▶ [Exercise prompt]: Going line by line through the listing, how many lines hold "PathBuf"? State nothing but the number.

Available records section start

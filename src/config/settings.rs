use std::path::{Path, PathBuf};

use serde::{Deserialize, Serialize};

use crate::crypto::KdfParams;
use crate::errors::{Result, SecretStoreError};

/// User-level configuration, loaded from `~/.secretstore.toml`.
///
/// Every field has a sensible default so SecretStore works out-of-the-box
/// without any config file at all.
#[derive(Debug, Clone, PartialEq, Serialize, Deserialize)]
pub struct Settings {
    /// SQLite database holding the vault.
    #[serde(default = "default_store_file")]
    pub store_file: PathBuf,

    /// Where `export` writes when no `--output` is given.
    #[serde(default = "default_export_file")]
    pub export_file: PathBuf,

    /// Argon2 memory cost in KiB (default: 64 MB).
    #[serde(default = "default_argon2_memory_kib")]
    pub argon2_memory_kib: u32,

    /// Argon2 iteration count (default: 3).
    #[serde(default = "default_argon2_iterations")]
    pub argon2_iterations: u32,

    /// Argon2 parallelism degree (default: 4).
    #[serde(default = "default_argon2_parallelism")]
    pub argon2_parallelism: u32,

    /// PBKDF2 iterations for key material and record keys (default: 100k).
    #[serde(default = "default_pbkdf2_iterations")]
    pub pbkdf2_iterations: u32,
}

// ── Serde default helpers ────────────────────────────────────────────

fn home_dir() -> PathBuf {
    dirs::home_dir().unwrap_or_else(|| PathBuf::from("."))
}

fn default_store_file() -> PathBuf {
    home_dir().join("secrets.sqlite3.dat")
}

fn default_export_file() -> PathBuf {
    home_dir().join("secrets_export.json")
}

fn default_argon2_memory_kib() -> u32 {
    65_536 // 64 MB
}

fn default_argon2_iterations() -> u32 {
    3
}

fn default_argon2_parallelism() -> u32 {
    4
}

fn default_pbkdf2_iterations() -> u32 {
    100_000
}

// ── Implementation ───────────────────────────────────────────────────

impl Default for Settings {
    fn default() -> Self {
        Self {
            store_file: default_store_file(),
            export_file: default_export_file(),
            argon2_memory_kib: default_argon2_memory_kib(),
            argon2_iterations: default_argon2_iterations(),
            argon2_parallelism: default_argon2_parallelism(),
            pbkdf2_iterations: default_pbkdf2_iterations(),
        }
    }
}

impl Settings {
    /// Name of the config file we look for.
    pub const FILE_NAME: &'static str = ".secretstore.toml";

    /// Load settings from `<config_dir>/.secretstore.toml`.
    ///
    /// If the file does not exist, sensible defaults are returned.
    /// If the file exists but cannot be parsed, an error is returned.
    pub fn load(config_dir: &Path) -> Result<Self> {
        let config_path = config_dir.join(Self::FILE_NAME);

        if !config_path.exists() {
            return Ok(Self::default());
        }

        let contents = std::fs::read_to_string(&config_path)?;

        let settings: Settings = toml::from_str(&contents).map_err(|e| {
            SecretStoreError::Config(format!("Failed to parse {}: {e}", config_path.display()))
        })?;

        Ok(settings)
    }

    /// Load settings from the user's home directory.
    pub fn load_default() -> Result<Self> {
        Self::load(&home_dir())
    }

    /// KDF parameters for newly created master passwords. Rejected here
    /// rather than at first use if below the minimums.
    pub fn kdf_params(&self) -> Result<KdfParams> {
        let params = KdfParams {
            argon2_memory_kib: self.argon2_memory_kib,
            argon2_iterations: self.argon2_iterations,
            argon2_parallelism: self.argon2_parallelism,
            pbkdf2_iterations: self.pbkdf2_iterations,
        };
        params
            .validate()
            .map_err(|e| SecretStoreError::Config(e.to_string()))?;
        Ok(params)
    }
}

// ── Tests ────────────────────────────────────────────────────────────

Available records section end

▶ [Written answer]: 7